“Zootopia” é um filme que começa parecendo um genérico
“acredite nos seus sonhos, você só será feliz quando realiza-los”, mas termina
sendo uma imensa diversão, que funciona ainda como uma inteligente e relevante
crítica ao preconceito e à mídia sensacionalista.
O filme acompanha a personagem Judy Hopps, uma coelha que,
para realizar seu sonho de se tornar policial, se muda para a cidade de
Zootopia, onde diversas espécies convivem em harmonia. Porém, ao iniciar seu
trabalho acaba se deparando com uma misteriosa conspiração que envolve o
desaparecimento de outros animais. Para a sua investigação ela conta ainda com
a ajuda inesperada de Nick Wilde, uma raposa conhecida por seus truques e
honestidade dúbia.
Uma das coisas que mais impressiona no filme é sua
inventividade na criação de seu universo (coisa em que a Disney vem se tornando
cada vez mais competente, vide a cidade de “Operação Big Hero” e os diversos
mundos de vídeo games de “Detona Ralph”). Além de visualmente interessante,
recheado de cores vivas e expressivas, o trabalho do estúdio ainda é feliz em
criar pequenos detalhes sobre o funcionamento daquela sociedade, surpreendendo
pela criatividade e pelo bom humor – gosto particularmente da maneira como o
celular da protagonista, visivelmente inspirado no iPhone, traz como símbolo
uma cenoura ao invés de uma maçã. Além disso, o filme ainda brinca com nossos
próprios costumes e vícios do dia a dia (como na piada que envolve um
aplicativo de dança, e que rende um dos momentos mais engraçados do longa), e
ainda se diverte com o que seria o estereótipo da personalidade de cada
animal (os coelhos fazendeiros, a preguiça preguiçosa, o touro durão, a raposa
trapaceira, etc.).
Também é necessário aplaudir o cuidado no designe dos
personagens, em especial a protagonista. Seguindo a velha e eficiente
estratégia de empregar grandes olhos para passar bondade e confiança, o filme
traz ainda uma grande riqueza de detalhes e trejeitos que enriquecem a
personagem (como o reflexo de levantar as orelhas quando ouve algo inesperado).

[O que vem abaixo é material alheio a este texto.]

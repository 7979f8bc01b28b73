//! Compliance evaluation engine.
//!
//! This crate provides:
//! - Cron cadence arithmetic and time-of-day range matching
//! - Monitor plan loading and validation (file cadences, level schedules)
//! - Heartbeat, file freshness and run-level evaluators
//! - Worst-of status aggregation and the read-side status service
//! - [`ComplianceEngine::evaluate_tick`], the entry point a driver calls per tick

pub mod aggregate;
pub mod cadence;
pub mod engine;
pub mod files;
pub mod heartbeat;
pub mod level;
pub mod plan;
pub mod status;
pub mod time_range;

pub use aggregate::aggregate;
pub use cadence::Cadence;
pub use engine::{ComplianceEngine, TickReport};
pub use heartbeat::HeartbeatPolicy;
pub use level::{DeclaredLevelObserver, LevelObserver};
pub use plan::{ConfigError, MonitorPlan};
pub use status::{StatusError, StatusService};
pub use time_range::TimeRange;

Mas o que realmente acaba diferenciando tanto ao obra é sua
madura visão sobre a mídia (propaganda para ganhar poder, de modo geral) e
preconceitos, que no início pode até parecer óbvia (o velho “não importa quem
você é, você pode realizar seus sonhos”), mas acaba se desenvolvendo em algo
complexo que evita moralismos e se encaixa de maneira orgânica dentro da trama
de investigação do filme – e a sequência que envolve uma declaração da
protagonista em uma coletiva de imprensa (e toda a eventual consequência disto)

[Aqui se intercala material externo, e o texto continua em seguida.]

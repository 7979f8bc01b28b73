//! Reading and validating the file monitor plan and the level schedule.

use std::collections::HashSet;
use std::fs;
use std::path::{Path, PathBuf};

use chrono::{DateTime, FixedOffset, TimeDelta};
use serde::de::DeserializeOwned;
use tracing::info;

use vigil_core::{is_valid_component_id, valid_level, FileRole};

use crate::cadence::Cadence;
use crate::time_range::TimeRange;

use super::error::{ConfigError, Result};
use super::schema::{
    FileComponentDoc, FileMonitorPlanDoc, FileSpecDoc, LevelComponentDoc, LevelScheduleDoc,
};
use super::types::{FileComponent, FileSpec, LevelComponent, LevelSchedule, MonitorPlan, ScheduleRule};

const FILE_PLAN: &str = "file monitor plan";
const LEVEL_PLAN: &str = "level schedule";

impl MonitorPlan {
    /// Load both plan files.
    ///
    /// `now` is the load instant, used to reject cadences that can never
    /// produce a previous or next trigger.
    pub fn load(
        file_plan_path: &Path,
        level_schedule_path: &Path,
        now: DateTime<FixedOffset>,
    ) -> Result<Self> {
        let plan = Self {
            file_components: load_file_plan(file_plan_path, now)?,
            level_components: load_level_schedule(level_schedule_path)?,
        };
        info!(
            file_components = plan.file_components.len(),
            monitored_files = plan.file_count(),
            level_components = plan.level_components.len(),
            "monitor plan loaded"
        );
        Ok(plan)
    }
}

pub fn load_file_plan(path: &Path, now: DateTime<FixedOffset>) -> Result<Vec<FileComponent>> {
    let content = read(path)?;
    parse_file_plan(&content, &path.display().to_string(), now)
}

pub fn load_level_schedule(path: &Path) -> Result<Vec<LevelComponent>> {
    let content = read(path)?;
    parse_level_schedule(&content, &path.display().to_string())
}

/// Parse and validate a file monitor plan. `origin` names the source in errors.
pub fn parse_file_plan(
    yaml: &str,
    origin: &str,
    now: DateTime<FixedOffset>,
) -> Result<Vec<FileComponent>> {
    let doc: FileMonitorPlanDoc = parse_yaml(yaml, origin)?;
    let mut seen = HashSet::new();
    doc.components
        .into_iter()
        .enumerate()
        .map(|(index, component)| {
            let id = component_id(FILE_PLAN, index, component.component_id.as_deref(), &mut seen)?;
            file_component(id, component, now)
        })
        .collect()
}

/// Parse and validate a level schedule. `origin` names the source in errors.
pub fn parse_level_schedule(yaml: &str, origin: &str) -> Result<Vec<LevelComponent>> {
    let doc: LevelScheduleDoc = parse_yaml(yaml, origin)?;
    let mut seen = HashSet::new();
    doc.components
        .into_iter()
        .enumerate()
        .map(|(index, component)| {
            let id = component_id(LEVEL_PLAN, index, component.component_id.as_deref(), &mut seen)?;
            level_component(id, component)
        })
        .collect()
}

fn read(path: &Path) -> Result<String> {
    fs::read_to_string(path).map_err(|source| ConfigError::Io {
        path: path.to_path_buf(),
        source,
    })
}

fn parse_yaml<T: DeserializeOwned + Default>(yaml: &str, origin: &str) -> Result<T> {
    // An empty file is an empty plan.
    if yaml.trim().is_empty() {
        return Ok(T::default());
    }
    serde_yaml::from_str(yaml).map_err(|source| ConfigError::Parse {
        origin: origin.to_string(),
        source,
    })
}

fn component_id(
    plan: &'static str,
    index: usize,
    raw: Option<&str>,
    seen: &mut HashSet<String>,
) -> Result<String> {
    let id = match raw.map(str::trim) {
        Some(id) if !id.is_empty() => id.to_string(),
        _ => return Err(ConfigError::MissingComponentId { plan, index }),
    };
    if !is_valid_component_id(&id) {
        return Err(ConfigError::InvalidComponentId { plan, id });
    }
    if !seen.insert(id.clone()) {
        return Err(ConfigError::DuplicateComponent { plan, id });
    }
    Ok(id)
}

fn file_component(
    component_id: String,
    doc: FileComponentDoc,
    now: DateTime<FixedOffset>,
) -> Result<FileComponent> {
    let specs = |docs: Vec<FileSpecDoc>, role: FileRole| -> Result<Vec<FileSpec>> {
        docs.into_iter()
            .map(|d| file_spec(&component_id, d, role, now))
            .collect()
    };
    let input_files = specs(doc.input_files, FileRole::Input)?;
    let output_files = specs(doc.output_files, FileRole::Output)?;
    Ok(FileComponent {
        component_id,
        input_files,
        output_files,
    })
}

fn file_spec(
    component_id: &str,
    doc: FileSpecDoc,
    role: FileRole,
    now: DateTime<FixedOffset>,
) -> Result<FileSpec> {
    let context = format!("{component_id} {role} file '{}'", doc.path);
    if doc.path.trim().is_empty() {
        return Err(ConfigError::EmptyPath { context });
    }

    let cadence = Cadence::parse(&doc.expected_update_cron)?;
    let unreachable = |direction| ConfigError::UnreachableCadence {
        expression: cadence.expression().to_string(),
        direction,
        at: now.to_rfc3339(),
    };
    let Some(last_expected) = cadence.previous_trigger(&now) else {
        return Err(unreachable("previous"));
    };
    if cadence.next_trigger(&now).is_none() {
        return Err(unreachable("next"));
    }

    // The deadline `last_expected - grace` must stay within the calendar.
    let grace_period = i64::try_from(doc.grace_period_sec)
        .ok()
        .and_then(TimeDelta::try_seconds)
        .filter(|grace| last_expected.checked_sub_signed(*grace).is_some())
        .ok_or(ConfigError::GraceOutOfRange {
            context,
            seconds: doc.grace_period_sec,
        })?;

    Ok(FileSpec {
        path: PathBuf::from(doc.path),
        role,
        cadence,
        grace_period,
    })
}

fn level_component(component_id: String, doc: LevelComponentDoc) -> Result<LevelComponent> {
    let rules = doc
        .rules
        .into_iter()
        .enumerate()
        .map(|(i, rule)| {
            let context = match &rule.name {
                Some(name) => format!("{component_id} rule '{name}'"),
                None => format!("{component_id} rule #{i}"),
            };
            Ok(ScheduleRule {
                range: TimeRange::parse(&rule.start_time, &rule.end_time)?,
                expected_level: level(rule.expected_level, context)?,
                name: rule.name,
            })
        })
        .collect::<Result<Vec<_>>>()?;

    let default_level = level(
        doc.non_trading_day_level,
        format!("{component_id} non_trading_day_level"),
    )?;

    Ok(LevelComponent {
        component_id,
        schedule: LevelSchedule {
            rules,
            default_level,
        },
    })
}

fn level(value: i64, context: String) -> Result<u8> {
    valid_level(Some(value)).ok_or(ConfigError::LevelOutOfRange {
        context,
        level: value,
    })
}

está, sem dúvidas, entre as melhores do ano e traz uma das discussões mais
complexas e inteligentes que eu já vi em um filme infantil (incluindo os
trabalhos da Pixar), servindo não apenas como uma crítica à política do medo
(especialidade do governo americano), mas também às manobras políticas que se
beneficiam do caos criado pela mídia para vender ideais preconceituosos (Trump
e os muçulmanos servem como exemplo atual).

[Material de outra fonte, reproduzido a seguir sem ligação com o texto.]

//! Entities, entity classes and references between entities.
//!
//! An [`EntityRef`] is a shared handle to one in-memory entity instance.
//! Two handles denote the same entity iff they point at the same instance
//! ([`EntityRef::same`]); equal ids alone are not enough. Stores are expected
//! to keep an identity map so that fetching the same row twice yields the
//! same instance.
//!
//! Relation-valued attributes hold a [`Reference`], which is either a resolved
//! entity or a raw id still awaiting resolution.

use std::fmt;
use std::sync::{Arc, PoisonError, RwLock, RwLockReadGuard, RwLockWriteGuard, Weak};

use asupersync::{Cx, Outcome};

use crate::error::{Error, Result, ValidationError};
use crate::fields_set::FieldsSet;
use crate::store::Store;
use crate::value::{EntityId, Value};

// ============================================================================
// Entity classes
// ============================================================================

/// Kind of a declared attribute.
#[derive(Debug, Clone, Copy)]
pub enum AttributeKind {
    /// Plain value.
    Scalar,
    /// Reference to a single entity of the given class.
    Reference(&'static EntityClass),
}

/// A declared attribute of an entity class.
#[derive(Debug, Clone, Copy)]
pub struct Attribute {
    pub name: &'static str,
    pub kind: AttributeKind,
}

Para não dizer que o filme é exemplar, é necessário admitir
que, além do começo meio incerto, sua duração poderia ser um pouco mais curta,
e o excesso de reviravoltas no terceiro ato também incomoda, chegando até a soar
um pouco artificial.
Achando ainda espaço para referências divertidíssimas (desde
momentos rápidos, como aquele que remete a “Breaking Bad” e outro envolvendo
DVDs piratas dos últimos filmes da Disney, até outros mais elaborados, como a
longa sequência inspirada em “O Poderoso Chefão”), “Zootopia” é uma diversão
enorme ao mesmo tempo em que é um filme ambicioso do ponto de vista temático –
sendo, desde já, um dos melhores trabalhos do ano, independente do gênero ou
técnica de produção*.
Ótimo! |
*Como já apontei em meu texto sobre “Anomalisa”, animação
não é um gênero e sim uma técnica, ainda que neste caso específico o filme se
encaixe no gênero infantil, comédia e mistério.
João Vitor, 20 de Março de 2016.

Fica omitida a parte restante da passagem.